Problem to solve:
For each line in the data below that has the word "format", copy that line.

Exercise inputs:
# # # # #

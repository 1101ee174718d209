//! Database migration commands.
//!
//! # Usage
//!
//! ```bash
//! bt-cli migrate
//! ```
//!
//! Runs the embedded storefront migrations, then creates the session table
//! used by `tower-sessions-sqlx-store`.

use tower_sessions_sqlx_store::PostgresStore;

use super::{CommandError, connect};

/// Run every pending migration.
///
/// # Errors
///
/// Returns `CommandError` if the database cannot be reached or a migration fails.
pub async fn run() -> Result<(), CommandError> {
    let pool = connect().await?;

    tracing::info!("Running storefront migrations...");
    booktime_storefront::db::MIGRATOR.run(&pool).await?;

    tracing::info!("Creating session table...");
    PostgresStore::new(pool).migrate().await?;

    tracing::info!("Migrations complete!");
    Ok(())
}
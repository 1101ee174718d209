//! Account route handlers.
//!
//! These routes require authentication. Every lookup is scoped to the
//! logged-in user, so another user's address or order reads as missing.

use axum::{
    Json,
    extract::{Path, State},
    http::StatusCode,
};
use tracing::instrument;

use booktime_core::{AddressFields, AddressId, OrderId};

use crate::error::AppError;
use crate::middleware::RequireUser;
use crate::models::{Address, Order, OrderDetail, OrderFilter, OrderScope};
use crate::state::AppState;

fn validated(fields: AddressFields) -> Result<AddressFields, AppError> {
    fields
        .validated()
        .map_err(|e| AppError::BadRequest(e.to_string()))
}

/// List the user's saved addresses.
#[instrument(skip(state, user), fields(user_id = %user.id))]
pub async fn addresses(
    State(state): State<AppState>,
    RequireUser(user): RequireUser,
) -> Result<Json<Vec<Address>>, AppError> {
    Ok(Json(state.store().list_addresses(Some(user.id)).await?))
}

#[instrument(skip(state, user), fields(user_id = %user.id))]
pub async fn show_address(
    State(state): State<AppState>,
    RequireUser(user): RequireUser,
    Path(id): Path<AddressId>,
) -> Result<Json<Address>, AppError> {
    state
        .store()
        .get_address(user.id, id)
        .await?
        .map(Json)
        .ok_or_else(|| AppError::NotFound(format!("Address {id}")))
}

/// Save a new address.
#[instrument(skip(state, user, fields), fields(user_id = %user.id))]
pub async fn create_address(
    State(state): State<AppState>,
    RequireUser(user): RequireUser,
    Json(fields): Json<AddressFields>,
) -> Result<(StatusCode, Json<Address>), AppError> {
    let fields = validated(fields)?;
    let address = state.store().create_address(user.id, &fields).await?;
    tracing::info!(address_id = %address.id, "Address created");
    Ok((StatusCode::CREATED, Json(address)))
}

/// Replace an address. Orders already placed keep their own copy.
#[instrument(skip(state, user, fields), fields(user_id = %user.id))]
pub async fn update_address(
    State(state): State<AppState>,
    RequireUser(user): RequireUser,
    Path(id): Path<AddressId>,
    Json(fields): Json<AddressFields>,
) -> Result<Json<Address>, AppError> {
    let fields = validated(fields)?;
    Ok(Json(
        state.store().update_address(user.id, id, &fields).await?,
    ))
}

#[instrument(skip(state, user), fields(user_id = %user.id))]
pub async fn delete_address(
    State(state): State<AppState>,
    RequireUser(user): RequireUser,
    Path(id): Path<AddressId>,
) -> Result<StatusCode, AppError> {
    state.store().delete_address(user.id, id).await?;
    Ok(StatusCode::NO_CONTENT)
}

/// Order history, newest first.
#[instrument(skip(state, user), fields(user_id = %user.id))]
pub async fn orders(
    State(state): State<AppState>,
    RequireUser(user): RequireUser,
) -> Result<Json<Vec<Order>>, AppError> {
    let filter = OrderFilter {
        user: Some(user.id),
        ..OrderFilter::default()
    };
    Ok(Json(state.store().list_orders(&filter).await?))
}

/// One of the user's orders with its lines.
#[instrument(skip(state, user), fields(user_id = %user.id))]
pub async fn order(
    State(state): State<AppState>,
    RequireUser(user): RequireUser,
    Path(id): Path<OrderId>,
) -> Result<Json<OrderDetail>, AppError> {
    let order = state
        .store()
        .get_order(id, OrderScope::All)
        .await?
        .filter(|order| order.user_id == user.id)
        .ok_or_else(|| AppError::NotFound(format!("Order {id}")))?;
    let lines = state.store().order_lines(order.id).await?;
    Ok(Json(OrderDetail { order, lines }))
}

# # # # #

Task output:
        .ok_or_else(|| AppError::NotFound(format!("Address {id}")))
        .ok_or_else(|| AppError::NotFound(format!("Order {id}")))?;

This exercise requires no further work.